Eldridge’s financial investigation could be complicated


Scott County Attorney Kelly Cunningham said the investigation into spending in the city of Eldridge could result in a complicated case.

Kelly Cunningham (Scott County Attorney’s Office)

On Thursday, Iowa State Comptroller Rob Sand released a report on a special investigation into spending in the city of Eldridge, according to a Sandoz office news release.

The city of Eldridge requested the report due to concerns over “certain financial transactions” handled by former city employee Dennis Benson, according to the release.

“When it comes to white-collar cases in general, you know, they are just like any other crime. It all depends on what investigative resources you need to follow from start to finish,” Cunningham told Local 4 News.

White-collar crime is non-violent crime involving deceptive financial transactions. (For example, embezzlement, money laundering, and corporate fraud are white collar crimes.)

Multiple agencies are involved in the Eldridge case. The Scott County Sheriff’s Office issued a statement saying it was investigating Mr. Benson “on the basis of financial crimes,” and that the Iowa State Comptroller’s Office was supporting the investigation.

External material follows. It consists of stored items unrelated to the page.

//! Per-kind evaluation dispatch and the scalar operator family.

use sinew_api_core::geometry::SideType;
use sinew_api_core::{
    BLinePoint, Color, CurvePoint, DashItem, Hermite, Segment, Time, Transformation, Value,
    ValueError, ValueType, Vec2, WidthPoint,
};

use crate::canvas::Canvas;
use crate::error::GraphError;
use crate::types::{AddLinks, Node, NodeId, NodeKind, RangeLinks};

use super::{animated, bones, lists};

/// Evaluate `id` at `t`. `depth` guards against pathological cyclic wiring;
/// the graph is meant to be a DAG, but a cycle must not recurse unboundedly.
pub(crate) fn eval_node(
    canvas: &Canvas,
    id: NodeId,
    t: Time,
    depth: usize,
) -> Result<Value, GraphError> {
    if depth > canvas.config().max_depth {
        return Err(GraphError::RecursionLimit);
    }
    let node = canvas.node(id)?;
    match &node.kind {
        NodeKind::Const(value) => Ok(value.clone()),
        NodeKind::Animated(data) => animated::eval(canvas, node, data, t, depth),
        NodeKind::Add(links) => eval_add(canvas, node, links, t, depth, false),
        NodeKind::Subtract(links) => eval_add(canvas, node, links, t, depth, true),
        NodeKind::Scale(links) => {
            let value = eval_typed(canvas, links.link, node.value_type(), t, depth)?;
            let scalar = eval_real(canvas, links.scalar, t, depth)?;
            Ok(value.scale(scalar))
        }
        NodeKind::Exp(links) => {
            let exp = eval_real(canvas, links.exp, t, depth)?;
            let scale = eval_real(canvas, links.scale, t, depth)?;
            Ok(Value::Real(scale * exp.exp()))
        }
        NodeKind::Range(links) => eval_range(canvas, node, links, t, depth),
        NodeKind::Composite(_) => eval_composite(canvas, node, t, depth),
        NodeKind::SegCalcTangent(links) => {
            let segment = eval_node(canvas, links.segment, t, depth + 1)?;
            let segment = expect(segment, &ValueType::Segment)?;
            let Value::Segment(segment) = segment else {
                unreachable!()
            };
            let amount = eval_real(canvas, links.amount, t, depth)?;
            let curve = Hermite::new(segment.p1, segment.p2, segment.t1, segment.t2);
            Ok(Value::Vector(curve.derivative(amount)))
        }
        NodeKind::Bone(_) | NodeKind::BoneRoot => bones::eval_bone(canvas, id, t, depth),
        NodeKind::BoneLink(links) => bones::eval_bone_link(canvas, node, links, t, depth),
        NodeKind::BoneInfluence(links) => bones::eval_bone_influence(canvas, links, t, depth),
        NodeKind::BoneWeightPair(links) => bones::eval_bone_weight_pair(canvas, links, t, depth),
        NodeKind::StaticList(data) => lists::eval_static_list(canvas, data, t, depth),
        NodeKind::DynamicList(data) => lists::eval_dynamic_list(canvas, data, t, depth),
    }
}

fn expect(value: Value, ty: &ValueType) -> Result<Value, GraphError> {
    value.check_type(ty)?;
    Ok(value)
}

/// Evaluate a child that must produce the parent's declared type.
pub(crate) fn eval_typed(
    canvas: &Canvas,
    id: NodeId,
    ty: &ValueType,
    t: Time,
    depth: usize,
) -> Result<Value, GraphError> {
    expect(eval_node(canvas, id, t, depth + 1)?, ty)
}

/// Evaluate a child expected to produce a real.
pub fn eval_real(canvas: &Canvas, id: NodeId, t: Time, depth: usize) -> Result<f64, GraphError> {
    let value = eval_node(canvas, id, t, depth + 1)?;
    value.as_real().ok_or_else(|| {
        GraphError::BadType(ValueError::BadType {
            expected: ValueType::Real,
            found: value.value_type(),
        })
    })
}

/// Evaluate a child expected to produce an integer.
pub fn eval_integer(canvas: &Canvas, id: NodeId, t: Time, depth: usize) -> Result<i64, GraphError> {
    let value = eval_node(canvas, id, t, depth + 1)?;
    value.as_integer().ok_or_else(|| {
        GraphError::BadType(ValueError::BadType {
            expected: ValueType::Integer,
            found: value.value_type(),
        })
    })
}

pub(crate) fn eval_bool(
    canvas: &Canvas,
    id: NodeId,
    t: Time,
    depth: usize,
) -> Result<bool, GraphError> {
    let value = eval_node(canvas, id, t, depth + 1)?;
    value.as_bool().ok_or_else(|| {
        GraphError::BadType(ValueError::BadType {
            expected: ValueType::Bool,
            found: value.value_type(),
        })
    })
}

pub(crate) fn eval_vector(
    canvas: &Canvas,
    id: NodeId,
    t: Time,
    depth: usize,
) -> Result<Vec2, GraphError> {
    let value = eval_node(canvas, id, t, depth + 1)?;
    value.as_vector().ok_or_else(|| {
        GraphError::BadType(ValueError::BadType {
            expected: ValueType::Vector,
            found: value.value_type(),
        })
    })
}

pub(crate) fn eval_angle(
    canvas: &Canvas,
    id: NodeId,
    t: Time,
    depth: usize,
) -> Result<sinew_api_core::Angle, GraphError> {
    let value = eval_node(canvas, id, t, depth + 1)?;
    value.as_angle().ok_or_else(|| {
        GraphError::BadType(ValueError::BadType {
            expected: ValueType::Angle,
            found: value.value_type(),
        })
    })
}

/// `(lhs ± rhs) * scalar`.
fn eval_add(
    canvas: &Canvas,
    node: &Node,
    links: &AddLinks,
    t: Time,
    depth: usize,
    subtract: bool,
) -> Result<Value, GraphError> {
    let lhs = eval_typed(canvas, links.lhs, node.value_type(), t, depth)?;
    let rhs = eval_typed(canvas, links.rhs, node.value_type(), t, depth)?;
    let scalar = eval_real(canvas, links.scalar, t, depth)?;
    let combined = if subtract { lhs.sub(&rhs) } else { lhs.add(&rhs) };
    Ok(combined.scale(scalar))
}

/// Clamp `link` between `min` and `max` per the declared orderable type.
fn eval_range(
    canvas: &Canvas,
    node: &Node,
    links: &RangeLinks,
    t: Time,
    depth: usize,
) -> Result<Value, GraphError> {
    let ty = node.value_type();
    let min = eval_typed(canvas, links.min, ty, t, depth)?;
    let max = eval_typed(canvas, links.max, ty, t, depth)?;
    let link = eval_typed(canvas, links.link, ty, t, depth)?;
    let key = |v: &Value| -> f64 {
        match v {
            Value::Integer(x) => *x as f64,
            Value::Real(x) => *x,
            Value::Time(x) => x.0,
            Value::Angle(x) => x.as_rad(),
            _ => 0.0,
        }
    };
    if key(&link) < key(&min) {
        Ok(min)
    } else if key(&link) > key(&max) {
        Ok(max)
    } else {
        Ok(link)
    }
}

fn side_type(index: i64) -> SideType {
    match index {
        1 => SideType::Rounded,
        2 => SideType::Squared,
        3 => SideType::Peak,
        4 => SideType::Flat,
        _ => SideType::Interpolate,
    }
}

/// Assemble a structured value from its per-component children.
fn eval_composite(canvas: &Canvas, node: &Node, t: Time, depth: usize) -> Result<Value, GraphError> {
    let NodeKind::Composite(links) = &node.kind else {
        return Err(GraphError::WrongNodeKind);
    };
    let c = &links.components;
    let arity_error = || GraphError::BadLinkIndex {
        index: c.len(),
        count: node.link_slots().len(),
    };
    if c.len() != node.link_slots().len() {
        return Err(arity_error());
    }
    match node.value_type() {
        ValueType::Vector => Ok(Value::Vector(Vec2::new(
            eval_real(canvas, c[0], t, depth)?,
            eval_real(canvas, c[1], t, depth)?,
        ))),
        ValueType::Color => Ok(Value::Color(Color::new(
            eval_real(canvas, c[0], t, depth)?,
            eval_real(canvas, c[1], t, depth)?,
            eval_real(canvas, c[2], t, depth)?,
            eval_real(canvas, c[3], t, depth)?,
        ))),
        ValueType::Segment => Ok(Value::Segment(Segment::new(
            eval_vector(canvas, c[0], t, depth)?,
            eval_vector(canvas, c[1], t, depth)?,
            eval_vector(canvas, c[2], t, depth)?,
            eval_vector(canvas, c[3], t, depth)?,
        ))),
        ValueType::BLinePoint => Ok(Value::BLinePoint(BLinePoint {
            vertex: eval_vector(canvas, c[0], t, depth)?,
            width: eval_real(canvas, c[1], t, depth)?,
            origin: eval_real(canvas, c[2], t, depth)?,
            split_tangent: eval_bool(canvas, c[3], t, depth)?,
            tangent1: eval_vector(canvas, c[4], t, depth)?,
            tangent2: eval_vector(canvas, c[5], t, depth)?,
        })),
        ValueType::WidthPoint => Ok(Value::WidthPoint(WidthPoint {
            position: eval_real(canvas, c[0], t, depth)?,
            width: eval_real(canvas, c[1], t, depth)?,
            side_before: side_type(eval_integer(canvas, c[2], t, depth)?),
            side_after: side_type(eval_integer(canvas, c[3], t, depth)?),
            lower_bound: eval_real(canvas, c[4], t, depth)?,
            upper_bound: eval_real(canvas, c[5], t, depth)?,
        })),
        ValueType::DashItem => Ok(Value::DashItem(DashItem {
            offset: eval_real(canvas, c[0], t, depth)?.max(0.0),
            length: eval_real(canvas, c[1], t, depth)?.max(0.0),
            side_before: side_type(eval_integer(canvas, c[2], t, depth)?),
            side_after: side_type(eval_integer(canvas, c[3], t, depth)?),
        })),
        ValueType::Transformation => Ok(Value::Transformation(Transformation {
            offset: eval_vector(canvas, c[0], t, depth)?,
            angle: eval_angle(canvas, c[1], t, depth)?,
            skew_angle: eval_angle(canvas, c[2], t, depth)?,
            scale: eval_vector(canvas, c[3], t, depth)?,
        })),
        ValueType::Weighted(inner) => Ok(Value::weighted(
            eval_real(canvas, c[0], t, depth)?,
            eval_typed(canvas, c[1], &**inner, t, depth)?,
        )),
        other => Err(GraphError::UnsupportedType {
            kind: "composite",
            ty: other.clone(),
        }),
    }
}

/// Whether an operator can be solved backwards for a target output.
#[derive(Copy, Clone, Debug, PartialEq, Eq)]
pub enum InverseStatus {
    Ok,
    BadTime,
    BadParameter,
    BadType,
}

impl Canvas {
    /// Whether `get_inverse` would succeed for this node, time and target.
    /// Only the add operator is algebraically invertible; its inverse exists
    /// when the scalar coefficient is non-zero.
    pub fn is_invertible(&self, node: NodeId, t: Time, target: &Value) -> InverseStatus {
        let Ok(n) = self.node(node) else {
            return InverseStatus::BadParameter;
        };
        match &n.kind {
            NodeKind::Add(links) => {
                if &target.value_type() != n.value_type() {
                    return InverseStatus::BadType;
                }
                match eval_real(self, links.scalar, t, 0) {
                    Ok(s) if s != 0.0 => InverseStatus::Ok,
                    Ok(_) => InverseStatus::BadParameter,
                    Err(_) => InverseStatus::BadParameter,
                }
            }
            _ => InverseStatus::BadType,
        }
    }

    /// Solve the add operator for its `lhs` link: given the desired output,
    /// return the value `lhs` would need at `t`.
    pub fn get_inverse(&self, node: NodeId, t: Time, target: &Value) -> Result<Value, GraphError> {
        let n = self.node(node)?;
        match &n.kind {
            NodeKind::Add(links) => {
                target.check_type(n.value_type())?;
                let scalar = eval_real(self, links.scalar, t, 0)?;
                if scalar == 0.0 {
                    return Err(GraphError::NotInvertible("scalar coefficient is zero"));
                }
                let rhs = eval_typed(self, links.rhs, n.value_type(), t, 0)?;
                Ok(target.scale(1.0 / scalar).sub(&rhs))
            }
            _ => Err(GraphError::NotInvertible("node kind has no inverse")),
        }
    }
}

“Multiple agencies may be involved in any type of investigation,” Cunningham told Local 4 News. “And it depends on the special circumstances that exist.”

“Criminal subjects may require a certain degree of expertise,” said Cunningham. “So we will be reaching out to bodies that have expertise on the subject and can bring that expertise to help with the investigation itself.”

The report covers the period from 1 January 2017 to 31 October 2022. Mr. Sand reported that the special investigation identified $76,171.90 of improper spending and $8,718.18 of unsubstantiated spending.

Sandoz also reported that the inappropriate spending identified included sales taxes, late fees, and finance charges on the city’s credit cards.

The identified unsupported spending of $8,718.18 includes $6,325.76 in purchases made on the City’s credit card and $2,392.42 in payments from the City’s checking account, according to the announcement. “These credit card charges and payments were not properly documented to determine whether they were for city business or if they were of a personal nature,” Sand said. We were unable to determine the adequacy of this credit card charge and payment.”

“As a prosecutor, I cannot serve the investigative function,” Cunningham said. “Thus, the law enforcement agency tasked with the investigation will handle all aspects of the investigation.”

Improper spending identified includes:

  • Personal purchases made with a city credit card $42,384.74
  • $1,138.89 of fraudulent salary payments issued to Benson and related payroll costs
  • Benson’s Capital One Credit Card Bill Payment $16,515.15
  • $16,133.12 in payments to other vendors by check or online payment.

Local 4 News will continue to follow this case as it develops.